RECORDS PROVIDED
───

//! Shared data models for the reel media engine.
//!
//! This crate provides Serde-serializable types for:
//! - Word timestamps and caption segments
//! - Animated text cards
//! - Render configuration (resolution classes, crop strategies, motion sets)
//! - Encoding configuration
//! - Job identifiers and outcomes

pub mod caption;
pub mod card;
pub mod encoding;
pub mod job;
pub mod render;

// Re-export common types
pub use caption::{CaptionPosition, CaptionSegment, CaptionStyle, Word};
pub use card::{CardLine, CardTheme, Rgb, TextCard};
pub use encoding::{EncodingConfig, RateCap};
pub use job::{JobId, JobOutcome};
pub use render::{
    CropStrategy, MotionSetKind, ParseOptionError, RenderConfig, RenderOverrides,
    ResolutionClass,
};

───

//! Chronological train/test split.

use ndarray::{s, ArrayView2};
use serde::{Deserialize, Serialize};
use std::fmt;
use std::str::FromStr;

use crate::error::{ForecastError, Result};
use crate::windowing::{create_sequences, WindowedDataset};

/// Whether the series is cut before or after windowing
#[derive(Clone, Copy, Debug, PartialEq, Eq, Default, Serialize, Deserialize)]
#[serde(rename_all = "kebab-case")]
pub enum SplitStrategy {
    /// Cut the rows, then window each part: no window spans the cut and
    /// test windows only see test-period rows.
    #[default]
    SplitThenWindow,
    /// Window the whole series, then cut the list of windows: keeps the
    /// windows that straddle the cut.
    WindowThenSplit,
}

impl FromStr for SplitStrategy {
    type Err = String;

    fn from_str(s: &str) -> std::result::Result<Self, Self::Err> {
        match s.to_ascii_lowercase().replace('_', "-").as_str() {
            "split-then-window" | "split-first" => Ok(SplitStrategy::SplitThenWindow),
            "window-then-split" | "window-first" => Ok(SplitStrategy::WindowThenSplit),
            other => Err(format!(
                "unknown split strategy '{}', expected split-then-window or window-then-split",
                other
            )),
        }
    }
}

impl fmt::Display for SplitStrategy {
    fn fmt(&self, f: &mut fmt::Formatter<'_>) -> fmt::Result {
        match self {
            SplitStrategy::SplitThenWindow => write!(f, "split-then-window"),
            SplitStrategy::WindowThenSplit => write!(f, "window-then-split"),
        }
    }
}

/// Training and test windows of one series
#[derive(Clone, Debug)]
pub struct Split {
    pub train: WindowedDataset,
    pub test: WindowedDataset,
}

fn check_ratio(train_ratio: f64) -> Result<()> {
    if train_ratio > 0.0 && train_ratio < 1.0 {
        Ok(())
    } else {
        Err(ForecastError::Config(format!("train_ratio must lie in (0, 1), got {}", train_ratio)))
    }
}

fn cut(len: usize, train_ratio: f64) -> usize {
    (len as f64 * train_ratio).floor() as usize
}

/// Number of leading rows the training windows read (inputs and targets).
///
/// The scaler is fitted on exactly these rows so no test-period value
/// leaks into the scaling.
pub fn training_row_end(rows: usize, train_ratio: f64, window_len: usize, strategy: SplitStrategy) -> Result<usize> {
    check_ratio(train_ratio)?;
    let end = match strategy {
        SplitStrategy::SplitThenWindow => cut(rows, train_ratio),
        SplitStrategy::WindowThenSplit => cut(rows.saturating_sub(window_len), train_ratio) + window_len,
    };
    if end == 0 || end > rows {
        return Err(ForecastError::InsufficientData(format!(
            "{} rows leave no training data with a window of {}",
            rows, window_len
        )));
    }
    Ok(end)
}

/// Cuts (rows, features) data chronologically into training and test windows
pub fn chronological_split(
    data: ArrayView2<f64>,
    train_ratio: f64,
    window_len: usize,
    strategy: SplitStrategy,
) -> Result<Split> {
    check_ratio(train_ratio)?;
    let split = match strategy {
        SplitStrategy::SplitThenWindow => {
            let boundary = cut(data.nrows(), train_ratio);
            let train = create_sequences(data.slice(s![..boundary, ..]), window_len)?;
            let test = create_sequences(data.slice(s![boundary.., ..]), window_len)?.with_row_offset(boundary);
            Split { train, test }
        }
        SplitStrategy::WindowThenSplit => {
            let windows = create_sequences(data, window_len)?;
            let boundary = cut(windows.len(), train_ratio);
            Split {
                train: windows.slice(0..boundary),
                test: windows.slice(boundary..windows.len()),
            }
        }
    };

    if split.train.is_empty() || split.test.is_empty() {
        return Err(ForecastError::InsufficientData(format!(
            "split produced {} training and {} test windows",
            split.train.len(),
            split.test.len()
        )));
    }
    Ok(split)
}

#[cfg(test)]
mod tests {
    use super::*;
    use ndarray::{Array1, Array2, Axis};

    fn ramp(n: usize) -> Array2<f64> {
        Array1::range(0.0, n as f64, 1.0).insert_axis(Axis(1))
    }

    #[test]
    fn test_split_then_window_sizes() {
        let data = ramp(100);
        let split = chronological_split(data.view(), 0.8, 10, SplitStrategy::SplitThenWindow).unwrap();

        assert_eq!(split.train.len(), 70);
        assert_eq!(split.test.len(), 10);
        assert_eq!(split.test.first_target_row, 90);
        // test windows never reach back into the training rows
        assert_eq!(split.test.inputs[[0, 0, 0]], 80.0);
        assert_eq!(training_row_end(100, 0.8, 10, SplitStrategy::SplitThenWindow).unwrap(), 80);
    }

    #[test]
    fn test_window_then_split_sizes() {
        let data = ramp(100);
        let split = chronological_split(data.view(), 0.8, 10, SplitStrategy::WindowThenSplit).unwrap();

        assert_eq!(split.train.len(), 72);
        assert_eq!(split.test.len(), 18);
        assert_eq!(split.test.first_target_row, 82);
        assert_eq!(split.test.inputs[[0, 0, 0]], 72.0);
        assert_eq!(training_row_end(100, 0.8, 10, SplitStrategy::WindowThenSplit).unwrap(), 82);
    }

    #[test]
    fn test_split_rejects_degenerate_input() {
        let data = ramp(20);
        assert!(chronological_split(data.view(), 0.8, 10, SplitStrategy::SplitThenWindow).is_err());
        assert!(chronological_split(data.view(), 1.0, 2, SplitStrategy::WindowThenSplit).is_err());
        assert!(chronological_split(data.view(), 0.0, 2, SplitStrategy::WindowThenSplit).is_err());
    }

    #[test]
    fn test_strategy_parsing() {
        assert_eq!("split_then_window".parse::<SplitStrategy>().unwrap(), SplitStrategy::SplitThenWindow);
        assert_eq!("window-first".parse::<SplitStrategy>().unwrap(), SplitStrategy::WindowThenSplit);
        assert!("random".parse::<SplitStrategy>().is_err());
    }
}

───

Give only the lines from the one holding "if end == 0" through the one holding "let windows = create_sequences(data, window_len)?;", each restated exactly as it appears above.

TASK RESULT
    if end == 0 || end > rows {
        return Err(ForecastError::InsufficientData(format!(
            "{} rows leave no training data with a window of {}",
            rows, window_len
        )));
    }
    Ok(end)
}

/// Cuts (rows, features) data chronologically into training and test windows
pub fn chronological_split(
    data: ArrayView2<f64>,
    train_ratio: f64,
    window_len: usize,
    strategy: SplitStrategy,
) -> Result<Split> {
    check_ratio(train_ratio)?;
    let split = match strategy {
        SplitStrategy::SplitThenWindow => {
            let boundary = cut(data.nrows(), train_ratio);
            let train = create_sequences(data.slice(s![..boundary, ..]), window_len)?;
            let test = create_sequences(data.slice(s![boundary.., ..]), window_len)?.with_row_offset(boundary);
            Split { train, test }
        }
        SplitStrategy::WindowThenSplit => {
            let windows = create_sequences(data, window_len)?;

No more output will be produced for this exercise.